You’re going to see some amazing tourist sites in China, but also will see some spontaneous events, places, or images that are extremely funny and interesting. Take time to create memories!
12. Don't Get Ripped Off!
American and foreigners in general are seen as extremely wealthy and some storekeepers will take advantage of this and try to hike up prices because you’re foreigner and American… and hey all Americans are extremely wealthy right? When you do shop go with a friend who speaks Chinese so you can ensure you’re not getting taken advantage of. Also, bargain hard, don’t be shy or meek when you bargain.
13. Try to Network and Truly Experience China
Too often expats either live in China or visit China and hang out with solely expats and never learn the language or learn about the culture or history of China. This is pretty much a lost opportunity. Help yourself learn more about a very complex and diverse culture and people by exploring China, meeting people, visiting places that aren’t really tourist attractions. Look at all of your time in China as a learning opportunity!
14. Open a Chinese Bank Account
The most reliable banks in China are ICBC and Hua Xia banks. You can use Hua Xia banks to send money back home. All you need to do is set up a bank account with them, give the swift code, and pay a minimal fee to send money back home.
15. China is Not Credit Card Friendly!
When you do get a bank account in China, it’s important that you get an ATM Card/Debit Card. You should withdraw cash to ensure you always have cash on hand.

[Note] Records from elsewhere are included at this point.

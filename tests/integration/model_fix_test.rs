use anyhow::Result;
use std::collections::HashMap;
use std::sync::Arc;

use olapctx::filter::{CompareOp, CompareTupleFilter, TupleFilter};
use olapctx::metadata::{
    ColumnDesc, DataType, FunctionDesc, FunctionExpr, JoinDesc, JoinType, SqlCall, SqlCallArg, TableDesc,
};
use olapctx::query::scan::{ColumnRowType, TableScan};
use olapctx::query::{ContextError, SortOrder};
use olapctx::QueryContext;

#[path = "../common/mod.rs"]
mod common;
use common::{account_table, col, country_table, sales_context, sales_model};

fn alias_map(pairs: &[(&str, &str)]) -> HashMap<String, String> {
    pairs
        .iter()
        .map(|(from, to)| (from.to_string(), to.to_string()))
        .collect()
}

fn row_types(ctx: &QueryContext) -> Vec<ColumnRowType> {
    ctx.table_scans()
        .iter()
        .map(|scan| scan.column_row_type().clone())
        .collect()
}

/// SALES joined to a buyer and a seller account, each with its country.
/// The query uses its own aliases for the repeated lookup tables.
fn snowflake_context() -> Result<QueryContext> {
    let mut ctx = sales_context(0);
    ctx.add_table_scan(TableScan::new("B", account_table()))?;
    ctx.add_table_scan(TableScan::new("S", account_table()))?;
    ctx.add_table_scan(TableScan::new("BC", country_table()))?;
    ctx.add_table_scan(TableScan::new("SC", country_table()))?;
    Ok(ctx)
}

fn snowflake_alias_map() -> HashMap<String, String> {
    alias_map(&[
        ("B", "BUYER_ACCOUNT"),
        ("S", "SELLER_ACCOUNT"),
        ("BC", "BUYER_COUNTRY"),
        ("SC", "SELLER_COUNTRY"),
    ])
}

#[test]
fn test_fix_then_unfix_restores_row_types() -> Result<()> {
    let mut ctx = snowflake_context()?;
    let before = row_types(&ctx);

    ctx.fix_model(&sales_model(), &snowflake_alias_map())?;
    assert!(ctx.is_fixed_model());
    assert!(ctx.table_scans().iter().all(|scan| scan.is_fixed()));

    ctx.unfix_model();
    assert!(!ctx.is_fixed_model());
    assert_eq!(row_types(&ctx), before);
    assert!(ctx.table_scans().iter().all(|scan| !scan.is_fixed()));
    Ok(())
}

#[test]
fn test_repeated_lookup_tables_resolve_to_model_aliases() -> Result<()> {
    let mut ctx = snowflake_context()?;
    ctx.fix_model(&sales_model(), &snowflake_alias_map())?;

    // same physical table, distinct canonical aliases
    let buyer_country = col(&ctx, "BC", "NAME");
    let seller_country = col(&ctx, "SC", "NAME");
    assert_eq!(buyer_country.table_alias(), "BUYER_COUNTRY");
    assert_eq!(seller_country.table_alias(), "SELLER_COUNTRY");
    assert_eq!(buyer_country.table(), seller_country.table());
    assert_ne!(buyer_country, seller_country);

    // the fact table keeps its own name when it is not in the map
    assert_eq!(col(&ctx, "SALES", "PRICE").table_alias(), "SALES");
    assert_eq!(col(&ctx, "B", "ACCOUNT_ID").to_string(), "BUYER_ACCOUNT.ACCOUNT_ID");
    Ok(())
}

#[test]
fn test_fix_and_unfix_are_idempotent() -> Result<()> {
    let mut ctx = snowflake_context()?;
    let model = sales_model();
    let map = snowflake_alias_map();

    ctx.fix_model(&model, &map)?;
    let fixed = row_types(&ctx);
    // a second fix must not re-resolve or overwrite the saved originals
    ctx.fix_model(&model, &map)?;
    assert_eq!(row_types(&ctx), fixed);

    ctx.unfix_model();
    let unfixed = row_types(&ctx);
    ctx.unfix_model();
    assert_eq!(row_types(&ctx), unfixed);
    assert_eq!(col(&ctx, "BC", "NAME").table_alias(), "BC");
    Ok(())
}

#[test]
fn test_failed_fix_leaves_every_scan_untouched() -> Result<()> {
    let mut ctx = snowflake_context()?;
    // a scan the model knows nothing about, added after the resolvable ones
    let promo = TableDesc::new(
        "DEFAULT.PROMO",
        vec![ColumnDesc::new("PROMO_ID", DataType::BigInt)],
    );
    ctx.add_table_scan(TableScan::new("P", promo))?;
    let before = row_types(&ctx);

    let err = ctx.fix_model(&sales_model(), &snowflake_alias_map()).unwrap_err();
    match err {
        ContextError::ModelFix { context, model, reason } => {
            assert_eq!(context, 0);
            assert_eq!(model, "sales_model");
            assert!(reason.contains("'P'"), "reason: {}", reason);
        }
        other => panic!("unexpected error: {}", other),
    }

    assert!(!ctx.is_fixed_model());
    assert_eq!(row_types(&ctx), before);
    assert!(ctx.table_scans().iter().all(|scan| !scan.is_fixed()));
    Ok(())
}

#[test]
fn test_alias_mapped_to_wrong_table_is_rejected() -> Result<()> {
    let mut ctx = snowflake_context()?;
    // BC reads COUNTRY but is mapped onto an ACCOUNT alias
    let map = alias_map(&[
        ("B", "BUYER_ACCOUNT"),
        ("S", "SELLER_ACCOUNT"),
        ("BC", "SELLER_ACCOUNT"),
        ("SC", "SELLER_COUNTRY"),
    ]);
    let before = row_types(&ctx);
    assert!(matches!(
        ctx.fix_model(&sales_model(), &map),
        Err(ContextError::ModelFix { .. })
    ));
    assert_eq!(row_types(&ctx), before);
    Ok(())
}

#[test]
fn test_fixing_invalidates_digest() -> Result<()> {
    let mut ctx = snowflake_context()?;
    let name = col(&ctx, "BC", "NAME");
    ctx.add_group_by_column(name.clone());
    let before = ctx.digest()?;

    ctx.fix_model(&sales_model(), &snowflake_alias_map())?;
    let fixed = ctx.digest()?;
    assert!(!Arc::ptr_eq(&before, &fixed));
    assert_ne!(*before, *fixed);
    assert_eq!(fixed.group_by_columns[0].to_string(), "BUYER_COUNTRY.NAME");

    ctx.unfix_model();
    let after = ctx.digest()?;
    assert!(!Arc::ptr_eq(&fixed, &after));
    assert_eq!(*before, *after);
    assert_eq!(after.group_by_columns, vec![name]);
    Ok(())
}

#[test]
fn test_requirements_follow_the_fixed_scans() -> Result<()> {
    let mut ctx = snowflake_context()?;
    let price = col(&ctx, "SALES", "PRICE");
    let buyer_id = col(&ctx, "SALES", "BUYER_ID");
    let account_id = col(&ctx, "B", "ACCOUNT_ID");
    let country_name = col(&ctx, "SC", "NAME");

    ctx.add_join(JoinDesc::new(JoinType::Inner, vec![buyer_id], vec![account_id.clone()]).unwrap());
    ctx.add_group_by_column(country_name.clone());
    ctx.add_aggregation(FunctionDesc::new(FunctionExpr::Sum, Some(price.clone()), DataType::Decimal), None);
    ctx.add_sql_call(SqlCall::new("sum", vec![SqlCallArg::Column(price)]));
    ctx.add_filter_column(account_id.clone());
    ctx.set_filter(Some(TupleFilter::Compare(
        CompareTupleFilter::new(CompareOp::Eq, account_id.clone()).with_variable("acct"),
    )));
    ctx.add_sort(Some(country_name.clone()), SortOrder::Descending);
    let before = ctx.digest()?;

    ctx.fix_model(&sales_model(), &snowflake_alias_map())?;
    let fixed_name = col(&ctx, "SC", "NAME");
    let fixed_account = col(&ctx, "B", "ACCOUNT_ID");
    assert_eq!(fixed_name.table_alias(), "SELLER_COUNTRY");

    // every recorded column is again one the scans output
    for c in ctx.all_columns() {
        assert!(ctx.belongs_to_context_tables(c), "{} left behind", c);
    }
    assert_eq!(ctx.group_by_columns(), &[fixed_name.clone()]);
    assert_eq!(ctx.sort_columns(), &[fixed_name]);
    assert!(ctx.filter_columns().contains(&fixed_account));
    assert_eq!(ctx.joins()[0].pk_alias(), "BUYER_ACCOUNT");
    assert_eq!(ctx.build_joins_tree()?.parent_of("BUYER_ACCOUNT"), Some("SALES"));
    let rendered = ctx.filter().unwrap().to_string();
    assert!(rendered.starts_with("BUYER_ACCOUNT.ACCOUNT_ID"), "{}", rendered);

    ctx.unfix_model();
    assert_eq!(*ctx.digest()?, *before);
    assert_eq!(ctx.joins()[0].pk_alias(), "B");
    Ok(())
}

#[test]
fn test_two_scans_on_one_model_alias_are_rejected() -> Result<()> {
    let mut ctx = snowflake_context()?;
    let map = alias_map(&[
        ("B", "BUYER_ACCOUNT"),
        ("S", "BUYER_ACCOUNT"),
        ("BC", "BUYER_COUNTRY"),
        ("SC", "SELLER_COUNTRY"),
    ]);
    let before = row_types(&ctx);
    let err = ctx.fix_model(&sales_model(), &map).unwrap_err();
    assert!(err.to_string().contains("BUYER_ACCOUNT"), "{}", err);
    assert!(!ctx.is_fixed_model());
    assert_eq!(row_types(&ctx), before);
    Ok(())
}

Many restaurants, shops, and supermarkets only take cash.
It’s pretty cheap to fly around in China, but if possible, take the fast train in China—it’s must cheaper, clean and efficient.
If flight tickets are expensive try searching Spring Airlines or by specific airline companies’ names, they may be cheaper. Traveling regionally is pretty cheap and the best place to fly to is Kuala Lumpur. If you fly out of Kuala Lumpur’s airport flights can be fairly cheap. In addition to that most neighboring countries close to China don’t require visas, which is great. You can check about the visa processes at the U.S. State Department website.
When traveling within China you'll need your U.S. Passport to book tickets and even hotel rooms, so keep it on hand at all times and keep it safe.
17. Be Prepared to be Stared at... A lot!
You’ll notice when you’re walking around that you’ll be stared at as if you’re Bigfoot and you may become self-conscious, but keep calm and carry on!
18. Be Careful with Personal Belongings
When coming to China, keep a track of all your personal belongings and ensure they’re safe. To avoid being pick-pocketed or losing your wallet, purse or cell phone—purchase a cheap cell phone in China and also a wallet/purse too and put only the bare essentials in it
Pollution can be a major problem in China and you should take precautions to protect yourself. You should purchase a facial mask and wear it on the really polluted days. You can check the pollution levels at this site.
As for water pollution, try to purchase bottled water or get a water filter from a local store.